Having a will to fight is also needed. Here’s a quote revealing a lack of fight in some in the 2World War in the far east, while others were fighting out of their skins. ‘The troops that I came into contact with, and they were the forward units and their Commanders, were gutless. That is the only word I can find for them. They were all disinterested [sic], indisciplined, untrained in many cases. In all they were gutless. For example, I cannot do better than tell you again of the fellow, the British corporal, who said, ‘Don’t shoot sir, they’ll only shoot back.’ May CMI inspire an organized fight-back similar to Gen. Wingate and his legendary Chindits.
There is a great book (historical fiction novel) on this very subject: A Town Called Alice by Nevil Shute which puts the historical setting of Japanese invasion into a great story.

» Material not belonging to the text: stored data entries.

//! OpenAPI 3.x / Swagger 2.0 type definitions
//!
//! Only the parts needed for entity extraction. Maps are kept as ordered
//! `serde_json::Map`s so schemas and properties stay in declaration order;
//! individual entries are decoded on demand.

use serde::de::DeserializeOwned;
use serde::{Deserialize, Deserializer, Serialize};
use serde_json::{Map, Value};

/// OpenAPI or Swagger document root
#[derive(Debug, Clone, Default, Serialize, Deserialize)]
pub struct OpenApiDocument {
    /// OpenAPI version (3.x)
    #[serde(default)]
    pub openapi: Option<Value>,

    /// Swagger version (2.0)
    #[serde(default)]
    pub swagger: Option<Value>,

    /// API metadata
    #[serde(default)]
    pub info: Option<Info>,

    /// API paths (endpoints), in document order
    #[serde(default)]
    pub paths: Option<Map<String, Value>>,

    /// Reusable components (3.x)
    #[serde(default)]
    pub components: Option<Components>,

    /// Schema definitions (2.0)
    #[serde(default)]
    pub definitions: Option<Map<String, Value>>,
}

/// API information
#[derive(Debug, Clone, Default, Serialize, Deserialize)]
pub struct Info {
    #[serde(default)]
    pub title: Option<String>,

    /// Usually a string, occasionally a bare number
    #[serde(default)]
    pub version: Option<Value>,

    #[serde(default)]
    pub description: Option<String>,
}

/// Reusable components
#[derive(Debug, Clone, Default, Serialize, Deserialize)]
pub struct Components {
    #[serde(default)]
    pub schemas: Option<Map<String, Value>>,
}

/// `type` keyword: a single name, or a list in OpenAPI 3.1
#[derive(Debug, Clone, PartialEq, Eq, Serialize, Deserialize)]
#[serde(untagged)]
pub enum SchemaType {
    Single(String),
    Multiple(Vec<String>),
}

impl SchemaType {
    /// The effective type name; `null` entries of a 3.1 list are skipped
    pub fn primary(&self) -> Option<&str> {
        match self {
            SchemaType::Single(name) => Some(name.as_str()),
            SchemaType::Multiple(names) => names
                .iter()
                .map(String::as_str)
                .find(|name| *name != "null"),
        }
    }
}

/// Named schema definition (`components.schemas.X` or `definitions.X`)
///
/// Keys with an unexpected shape decode as absent instead of discarding
/// the whole definition.
#[derive(Debug, Clone, Default, Serialize, Deserialize)]
pub struct SchemaDefinition {
    #[serde(rename = "type")]
    #[serde(default, deserialize_with = "lenient")]
    pub schema_type: Option<SchemaType>,

    #[serde(default, deserialize_with = "lenient")]
    pub description: Option<String>,

    /// Properties in declaration order
    #[serde(default, deserialize_with = "lenient")]
    pub properties: Option<Map<String, Value>>,

    /// Names of required properties
    #[serde(default, deserialize_with = "string_list")]
    pub required: Vec<String>,

    #[serde(rename = "enum")]
    #[serde(default, deserialize_with = "lenient")]
    pub enum_values: Option<Vec<Value>>,

    #[serde(rename = "allOf")]
    #[serde(default, deserialize_with = "lenient")]
    pub all_of: Option<Vec<Value>>,
}

impl SchemaDefinition {
    /// Decode a definition, treating unreadable entries as empty schemas
    pub fn from_value(value: &Value) -> Self {
        serde_json::from_value(value.clone()).unwrap_or_default()
    }

    pub fn type_name(&self) -> Option<&str> {
        self.schema_type.as_ref().and_then(SchemaType::primary)
    }

    pub fn property_count(&self) -> usize {
        self.properties.as_ref().map_or(0, Map::len)
    }
}

/// Property definition inside a schema
#[derive(Debug, Clone, Default, Serialize, Deserialize)]
pub struct PropertySchema {
    /// Reference such as `#/components/schemas/Pet`
    #[serde(rename = "$ref")]
    #[serde(default, deserialize_with = "lenient")]
    pub ref_path: Option<String>,

    #[serde(rename = "type")]
    #[serde(default, deserialize_with = "lenient")]
    pub schema_type: Option<SchemaType>,

    /// Item schema for arrays; tuple-style `items` lists are not modelled
    #[serde(default, deserialize_with = "lenient")]
    pub items: Option<Box<PropertySchema>>,

    #[serde(default, deserialize_with = "lenient")]
    pub description: Option<String>,

    #[serde(rename = "enum")]
    #[serde(default, deserialize_with = "lenient")]
    pub enum_values: Option<Vec<Value>>,
}

impl PropertySchema {
    /// Decode a property, treating unreadable entries as empty schemas
    pub fn from_value(value: &Value) -> Self {
        serde_json::from_value(value.clone()).unwrap_or_default()
    }

    /// Reference to another schema
    pub fn reference(ref_path: &str) -> Self {
        Self {
            ref_path: Some(ref_path.to_string()),
            ..Self::default()
        }
    }

    /// Primitive of the given type name
    pub fn primitive(type_name: &str) -> Self {
        Self {
            schema_type: Some(SchemaType::Single(type_name.to_string())),
            ..Self::default()
        }
    }

    /// Array of `items`
    pub fn array(items: PropertySchema) -> Self {
        Self {
            schema_type: Some(SchemaType::Single("array".to_string())),
            items: Some(Box::new(items)),
            ..Self::default()
        }
    }
}

impl OpenApiDocument {
    /// `openapi` or `swagger` version marker
    pub fn version_marker(&self) -> Option<String> {
        self.openapi
            .as_ref()
            .or(self.swagger.as_ref())
            .map(scalar_text)
    }

    /// Named schemas: `components.schemas`, falling back to `definitions`
    pub fn schema_definitions(&self) -> Option<&Map<String, Value>> {
        let components = self
            .components
            .as_ref()
            .and_then(|c| c.schemas.as_ref())
            .filter(|schemas| !schemas.is_empty());

        components.or_else(|| self.definitions.as_ref().filter(|defs| !defs.is_empty()))
    }
}

/// Decode an optional key, mapping `null` or a mismatched shape to `None`
fn lenient<'de, D, T>(deserializer: D) -> std::result::Result<Option<T>, D::Error>
where
    D: Deserializer<'de>,
    T: DeserializeOwned,
{
    let value = Value::deserialize(deserializer)?;
    Ok(serde_json::from_value(value).ok())
}

/// Decode a list of names, keeping only the string entries
fn string_list<'de, D>(deserializer: D) -> std::result::Result<Vec<String>, D::Error>
where
    D: Deserializer<'de>,
{
    let value = Value::deserialize(deserializer)?;
    Ok(value
        .as_array()
        .map(|items| {
            items
                .iter()
                .filter_map(Value::as_str)
                .map(String::from)
                .collect()
        })
        .unwrap_or_default())
}

/// Render a scalar JSON value as plain text (`"3.0.0"` → `3.0.0`, `2` → `2`)
pub fn scalar_text(value: &Value) -> String {
    match value {
        Value::String(s) => s.clone(),
        other => other.to_string(),
    }
}

#[cfg(test)]
mod tests {
    use super::*;
    use serde_json::json;

    #[test]
    fn test_schema_type_primary_skips_null() {
        let t: SchemaType = serde_json::from_value(json!(["null", "string"])).unwrap();
        assert_eq!(t.primary(), Some("string"));

        let t: SchemaType = serde_json::from_value(json!("integer")).unwrap();
        assert_eq!(t.primary(), Some("integer"));
    }

    #[test]
    fn test_schema_definitions_fall_back_to_definitions() {
        let doc: OpenApiDocument = serde_json::from_value(json!({
            "swagger": "2.0",
            "components": {"schemas": {}},
            "definitions": {"Pet": {"type": "object"}}
        }))
        .unwrap();

        let schemas = doc.schema_definitions().unwrap();
        assert!(schemas.contains_key("Pet"));
        assert_eq!(doc.version_marker().as_deref(), Some("2.0"));
    }

    #[test]
    fn test_malformed_keys_do_not_drop_definition() {
        let schema = SchemaDefinition::from_value(&json!({
            "type": "object",
            "required": null,
            "description": 42,
            "properties": {
                "id": {"type": "integer"},
                "tags": {"type": "array", "items": {"type": "string"}}
            }
        }));
        assert_eq!(schema.type_name(), Some("object"));
        assert_eq!(schema.property_count(), 2);
        assert!(schema.required.is_empty());
        assert!(schema.description.is_none());

        let schema = SchemaDefinition::from_value(&json!({"required": ["id", 7, "name"]}));
        assert_eq!(schema.required, ["id", "name"]);
    }

    #[test]
    fn test_tuple_items_keep_the_property() {
        let prop = PropertySchema::from_value(&json!({
            "type": "array",
            "description": "labels",
            "items": [{"type": "string"}]
        }));
        assert_eq!(prop.schema_type, Some(SchemaType::Single("array".to_string())));
        assert_eq!(prop.description.as_deref(), Some("labels"));
        assert!(prop.items.is_none());
    }

    #[test]
    fn test_unreadable_property_is_empty() {
        let prop = PropertySchema::from_value(&json!(true));
        assert!(prop.ref_path.is_none());
        assert!(prop.schema_type.is_none());
    }
}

Singapore Governor, Sir Shenton Thomas and his Confidential Assistant noted in their recollections that “the course of Japan’s plans and campaign was predicted with great accuracy by Malaya’a Defence Secretary in whom Thomas had placed great confidence”. But a new Army Commander in Chief, whist admitting that he “had a brain” did not like him and the army contingent on the defence committee wanted him sacked. He verbally attacked Charles (Archie) Vlieland in a final meeting which saw the influential ‘civilian’ removed.
Henry Robert Moore Brooke-Popham, WW1 flyer but with no combat experience and governor general of Kenya in 1937 is described in the Pacific War Encyclopedia as “called out of retirement when the European war broke out ... the bottom of everyone's priority list ... elderly and prone to falling asleep during meetings” and that “he badly underestimated the Japanese, refusing to believe they would form an intelligent fighting force”, and spoke of “various sub-human specimens dressed in dirty grey uniform, which I was informed were Japanese soldiers”. (He) was relieved on 27 December 1941 and thereafter played no significant role in the war”.
The Services had complained that it was ‘difficult to deal with the Civilian Authorities’ in Malaysia (no doubt, largely, because they disagreed with the hopelessly incorrect conclusions drawn by them). One wonders whether it would have been different had the Governor stood up against the army contingent and followed the views of their Defence Secretary.